==== Data supplied
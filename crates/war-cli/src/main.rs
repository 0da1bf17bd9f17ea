//! CLI entry point for the `war` file watcher.
//!
//! Watches one or more paths and, once a path has been quiet for the debounce
//! window, runs a chain of commands in order, stopping at the first failure.
//!
//! # Usage
//!
//! ```bash
//! war -d <path> [-d <path>...] [-r <command>...]
//!
//! # Rebuild and restart on every change in the current directory
//! war -d . -r "echo building" -r make -r myapp.exe
//!
//! # Wider debounce window
//! WAR_DEBOUNCE_MS=500 war -d /tmp -r "echo hello" -r "echo world"
//! ```

#![deny(clippy::all)]
#![warn(missing_docs)]

use std::ffi::{OsStr, OsString};
use std::fmt;
use std::io::Write;
use std::path::Path;
use std::process::ExitCode;

use camino::Utf8PathBuf;
use clap::error::ErrorKind;
use clap::{ArgAction, Parser};
use tokio_util::sync::CancellationToken;
use tracing::debug;
use tracing_subscriber::fmt::format::Writer;
use tracing_subscriber::fmt::time::FormatTime;
use tracing_subscriber::{EnvFilter, fmt as tracing_fmt, layer::SubscriberExt, util::SubscriberInitExt};
use war_core::{CommandChain, Config, ConfigError, DEFAULT_DEBOUNCE_MS, WallClock};

// =============================================================================
// CLI ARGUMENT TYPES
// =============================================================================

/// A tiny cross platform file watcher.
///
/// Help is handled before clap sees the arguments, so the usual `-h`/`--help`
/// flags are disabled here.
#[derive(Debug, Parser)]
#[command(name = "war", version, about, long_about = None)]
#[command(disable_help_flag = true, disable_help_subcommand = true)]
struct Cli {
    /// Path to watch. Repeatable.
    #[arg(short = 'd', long = "dir", value_name = "PATH", action = ArgAction::Append)]
    dirs: Vec<Utf8PathBuf>,

    /// Command to run when a watched path settles. Repeatable; run in order.
    #[arg(
        short = 'r',
        long = "run",
        value_name = "COMMAND",
        action = ArgAction::Append,
        allow_hyphen_values = true
    )]
    commands: Vec<String>,

    /// Enable verbose logging (debug level).
    #[arg(short, long)]
    verbose: bool,

    /// Disable colored output.
    #[arg(long)]
    no_color: bool,

    /// Quiet period, in milliseconds, before a path's commands run.
    #[arg(
        long = "debounce-ms",
        value_name = "MS",
        env = "WAR_DEBOUNCE_MS",
        default_value_t = DEFAULT_DEBOUNCE_MS
    )]
    debounce_ms: u64,
}

/// What the command line asks for.
#[derive(Debug)]
enum Invocation {
    /// Print usage to stdout and exit successfully.
    Help,
    /// Print the version to stdout and exit successfully.
    Version(String),
    /// The arguments could not be parsed.
    Invalid(String),
    /// Start watching.
    Run(Cli),
}

const USAGE: &str = "\
war is a tiny cross platform file watcher

-d <directory>
-r <command>

Options:

    -v, --verbose        log debug output
    --no-color           disable colored output
    --debounce-ms <MS>   quiet period before running (default 250,
                         or $WAR_DEBOUNCE_MS)

Example:

    war -d . -r \"echo building\" -r make -r myapp.exe

    war -d /tmp -r \"echo hello\" -r \"echo world\"

    The above will watch the current directory (.) and
    run the three commands given with -r in order if
    the prior one was success.
";

/// Fewest argument tokens, after the program name, a watch invocation takes.
const MIN_ARGUMENTS: usize = 4;

// =============================================================================
// ARGUMENT HANDLING
// =============================================================================

fn is_help_token(arg: &OsStr) -> bool {
    matches!(arg.to_str(), Some("help" | "-h" | "-help" | "--help"))
}

/// Classifies the raw process arguments, including `argv[0]`.
///
/// A help token anywhere wins over everything else, even when it is the value
/// of a `-r` flag. A parsed command line still needs [`MIN_ARGUMENTS`] tokens,
/// so `-d a -d b` watches two paths with no commands but `-d a` alone is
/// rejected.
fn parse_invocation(args: &[OsString]) -> Invocation {
    let rest = args.get(1..).unwrap_or_default();
    if rest.is_empty() || rest.iter().any(|arg| is_help_token(arg)) {
        return Invocation::Help;
    }

    match Cli::try_parse_from(args) {
        Ok(_) if rest.len() < MIN_ARGUMENTS => Invocation::Invalid(
            ConfigError::TooFewArguments { given: rest.len() }.to_string(),
        ),
        Ok(cli) => Invocation::Run(cli),
        Err(err) if err.kind() == ErrorKind::DisplayVersion => {
            Invocation::Version(err.to_string())
        }
        Err(err) => Invocation::Invalid(clap_message(&err)),
    }
}

/// First line of a clap error, without its `error: ` prefix.
fn clap_message(err: &clap::Error) -> String {
    let text = err.to_string();
    let first = text.lines().next().unwrap_or_default();
    first.strip_prefix("error: ").unwrap_or(first).to_owned()
}

/// Builds a validated [`Config`] from CLI arguments.
///
/// # Errors
///
/// Returns an error if no path was given, if a command is blank, or if the
/// debounce window is zero.
fn build_config(cli: &Cli) -> Result<Config, ConfigError> {
    let commands = CommandChain::parse(&cli.commands)?;
    let config = Config::new(cli.dirs.clone(), commands).with_debounce_ms(cli.debounce_ms);
    config.validate()?;
    Ok(config)
}

fn program_name(args: &[OsString]) -> String {
    args.first()
        .and_then(|arg0| Path::new(arg0).file_name())
        .map_or_else(|| "war".to_owned(), |name| name.to_string_lossy().into_owned())
}

// =============================================================================
// OUTPUT HELPERS
// =============================================================================

fn render_help(program: &str) -> String {
    format!("{program} [command] [arguments]\n\n{USAGE}")
}

fn render_usage_error(program: &str, message: impl fmt::Display) -> String {
    format!("{program}: {message}\n\n{USAGE}")
}

fn print_help(program: &str) -> ExitCode {
    let stdout = std::io::stdout();
    let mut handle = stdout.lock();
    let _ = write!(handle, "{}", render_help(program));
    ExitCode::SUCCESS
}

fn usage_error(program: &str, message: impl fmt::Display) -> ExitCode {
    let stderr = std::io::stderr();
    let mut handle = stderr.lock();
    let _ = write!(handle, "{}", render_usage_error(program, message));
    ExitCode::FAILURE
}

// =============================================================================
// INITIALIZATION FUNCTIONS
// =============================================================================

/// Prefixes every log line with the local `HH:MM:SS.ffff` time of day.
struct Stamp;

impl FormatTime for Stamp {
    fn format_time(&self, w: &mut Writer<'_>) -> fmt::Result {
        write!(w, "{}", WallClock::now())
    }
}

/// Initializes the tracing subscriber for logging.
///
/// Respects the `RUST_LOG` environment variable if set. Otherwise, uses
/// `debug` level if `--verbose` is set, or `info` level by default.
/// `notify` is filtered to `warn` level.
///
/// Lines carry neither target nor level so command output reads as plain
/// stamped text.
fn init_tracing(verbose: bool, no_color: bool) {
    let filter = EnvFilter::try_from_default_env().unwrap_or_else(|_| {
        let level = if verbose { "debug" } else { "info" };
        EnvFilter::new(format!("{level},notify=warn"))
    });

    // Check if colors should be disabled (flag or NO_COLOR env var)
    let use_ansi = !no_color && std::env::var("NO_COLOR").is_err();

    tracing_subscriber::registry()
        .with(
            tracing_fmt::layer()
                .with_timer(Stamp)
                .with_target(false)
                .with_level(false)
                .with_ansi(use_ansi),
        )
        .with(filter)
        .init();
}

/// Cancels `shutdown` on Ctrl-C, or on SIGTERM on Unix.
///
/// # Errors
///
/// Returns an error if the SIGTERM handler cannot be installed.
fn spawn_shutdown_listener(shutdown: CancellationToken) -> std::io::Result<()> {
    #[cfg(unix)]
    let mut sigterm = {
        use tokio::signal::unix::{SignalKind, signal};
        signal(SignalKind::terminate())?
    };

    tokio::spawn(async move {
        #[cfg(unix)]
        tokio::select! {
            _ = tokio::signal::ctrl_c() => debug!("Received SIGINT, shutting down"),
            _ = sigterm.recv() => debug!("Received SIGTERM, shutting down"),
        }

        #[cfg(not(unix))]
        {
            let _ = tokio::signal::ctrl_c().await;
            debug!("Received Ctrl-C, shutting down");
        }

        shutdown.cancel();
    });

    Ok(())
}

// =============================================================================
// MAIN ENTRY POINT
// =============================================================================

/// Application entry point.
#[tokio::main]
async fn main() -> color_eyre::Result<ExitCode> {
    // 1. Install color-eyre FIRST (before any potential panics)
    color_eyre::install()?;

    // 2. Classify arguments; help and usage errors never start the watcher
    let args: Vec<OsString> = std::env::args_os().collect();
    let program = program_name(&args);

    let cli = match parse_invocation(&args) {
        Invocation::Help => return Ok(print_help(&program)),
        Invocation::Version(text) => {
            let _ = write!(std::io::stdout().lock(), "{text}");
            return Ok(ExitCode::SUCCESS);
        }
        Invocation::Invalid(message) => return Ok(usage_error(&program, message)),
        Invocation::Run(cli) => cli,
    };

    // 3. Initialize tracing (handles --no-color for log output)
    init_tracing(cli.verbose, cli.no_color);

    // 4. Assemble the configuration
    let config = match build_config(&cli) {
        Ok(config) => config,
        Err(err) => return Ok(usage_error(&program, err)),
    };

    // 5. Watch until interrupted
    let shutdown = CancellationToken::new();
    spawn_shutdown_listener(shutdown.clone())?;

    match war_watcher::run(&config, shutdown).await {
        Ok(()) => Ok(ExitCode::SUCCESS),
        Err(err) => Ok(usage_error(&program, err)),
    }
}

#[cfg(test)]
mod tests {
    use super::*;
    use insta::assert_snapshot;

    fn args(list: &[&str]) -> Vec<OsString> {
        std::iter::once("war")
            .chain(list.iter().copied())
            .map(OsString::from)
            .collect()
    }

    fn parse(list: &[&str]) -> Cli {
        match parse_invocation(&args(list)) {
            Invocation::Run(cli) => cli,
            other => panic!("Expected Run, got {other:?}"),
        }
    }

    #[test]
    fn test_no_arguments_prints_help() {
        assert!(matches!(parse_invocation(&args(&[])), Invocation::Help));
    }

    #[test]
    fn test_help_tokens_anywhere() {
        for token in ["help", "-h", "-help", "--help"] {
            let invocation = parse_invocation(&args(&["-d", ".", token, "-r", "make"]));
            assert!(matches!(invocation, Invocation::Help), "token {token}");
        }
    }

    #[test]
    fn test_repeated_flags_keep_order() {
        let cli = parse(&["-d", "/tmp", "-r", "echo A", "-d", ".", "-r", "echo B"]);

        assert_eq!(cli.dirs, [Utf8PathBuf::from("/tmp"), Utf8PathBuf::from(".")]);
        assert_eq!(cli.commands, ["echo A", "echo B"]);
        assert!(!cli.verbose);
    }

    #[test]
    fn test_run_value_may_start_with_hyphen() {
        let cli = parse(&["-d", ".", "-r", "-x"]);
        assert_eq!(cli.commands, ["-x"]);
    }

    #[test]
    fn test_unknown_flag_is_invalid() {
        match parse_invocation(&args(&["-d", ".", "-q"])) {
            Invocation::Invalid(message) => assert!(message.contains("-q")),
            other => panic!("Expected Invalid, got {other:?}"),
        }
    }

    #[test]
    fn test_build_config() {
        let cli = parse(&["-d", "/tmp", "-r", "echo hello", "-r", "echo world"]);
        let config = build_config(&cli).unwrap();

        assert_eq!(config.watch.paths, [Utf8PathBuf::from("/tmp")]);
        assert_eq!(config.commands.len(), 2);
    }

    #[test]
    fn test_too_few_arguments_is_invalid() {
        for list in [&["-d", "."][..], &["-d", ".", "-v"][..]] {
            match parse_invocation(&args(list)) {
                Invocation::Invalid(message) => {
                    assert_eq!(
                        message,
                        ConfigError::TooFewArguments { given: list.len() }.to_string()
                    );
                }
                other => panic!("Expected Invalid for {list:?}, got {other:?}"),
            }
        }
    }

    #[test]
    fn test_paths_without_commands_are_accepted() {
        let cli = parse(&["-d", ".", "-d", "/tmp"]);
        let config = build_config(&cli).unwrap();

        assert_eq!(config.watch.paths, [Utf8PathBuf::from("."), Utf8PathBuf::from("/tmp")]);
        assert!(config.commands.is_empty());
    }

    #[test]
    fn test_build_config_requires_dir() {
        let cli = parse(&["-r", "make", "-r", "true"]);
        assert!(matches!(build_config(&cli), Err(ConfigError::NoWatchPaths)));
    }

    #[test]
    fn test_build_config_rejects_blank_command() {
        let cli = parse(&["-d", ".", "-r", "make", "-r", "   "]);
        assert!(matches!(
            build_config(&cli),
            Err(ConfigError::EmptyCommand { index: 1 })
        ));
    }

    #[test]
    fn test_program_name_uses_basename() {
        let args = vec![OsString::from("/usr/local/bin/war")];
        assert_eq!(program_name(&args), "war");
        assert_eq!(program_name(&[]), "war");
    }

    #[test]
    fn test_usage_error_text() {
        assert_snapshot!(
            render_usage_error("war", ConfigError::TooFewArguments { given: 2 })
                .lines()
                .next()
                .unwrap_or_default(),
            @"war: must specify at least one -d path -r action (got 2 arguments)"
        );
    }

    #[test]
    fn test_help_text() {
        assert_snapshot!(render_help("war"), @r#"
        war [command] [arguments]

        war is a tiny cross platform file watcher

        -d <directory>
        -r <command>

        Options:

            -v, --verbose        log debug output
            --no-color           disable colored output
            --debounce-ms <MS>   quiet period before running (default 250,
                                 or $WAR_DEBOUNCE_MS)

        Example:

            war -d . -r "echo building" -r make -r myapp.exe

            war -d /tmp -r "echo hello" -r "echo world"

            The above will watch the current directory (.) and
            run the three commands given with -r in order if
            the prior one was success.
        "#);
    }
}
========
Only one stretch of the entries above is wanted: the lines from the one containing "long_about = None)]" through the one containing "#[derive(Debug)]". Please reproduce it exactly.

-- Written answer --
#[command(name = "war", version, about, long_about = None)]
#[command(disable_help_flag = true, disable_help_subcommand = true)]
struct Cli {
    /// Path to watch. Repeatable.
    #[arg(short = 'd', long = "dir", value_name = "PATH", action = ArgAction::Append)]
    dirs: Vec<Utf8PathBuf>,

    /// Command to run when a watched path settles. Repeatable; run in order.
    #[arg(
        short = 'r',
        long = "run",
        value_name = "COMMAND",
        action = ArgAction::Append,
        allow_hyphen_values = true
    )]
    commands: Vec<String>,

    /// Enable verbose logging (debug level).
    #[arg(short, long)]
    verbose: bool,

    /// Disable colored output.
    #[arg(long)]
    no_color: bool,

    /// Quiet period, in milliseconds, before a path's commands run.
    #[arg(
        long = "debounce-ms",
        value_name = "MS",
        env = "WAR_DEBOUNCE_MS",
        default_value_t = DEFAULT_DEBOUNCE_MS
    )]
    debounce_ms: u64,
}

/// What the command line asks for.
#[derive(Debug)]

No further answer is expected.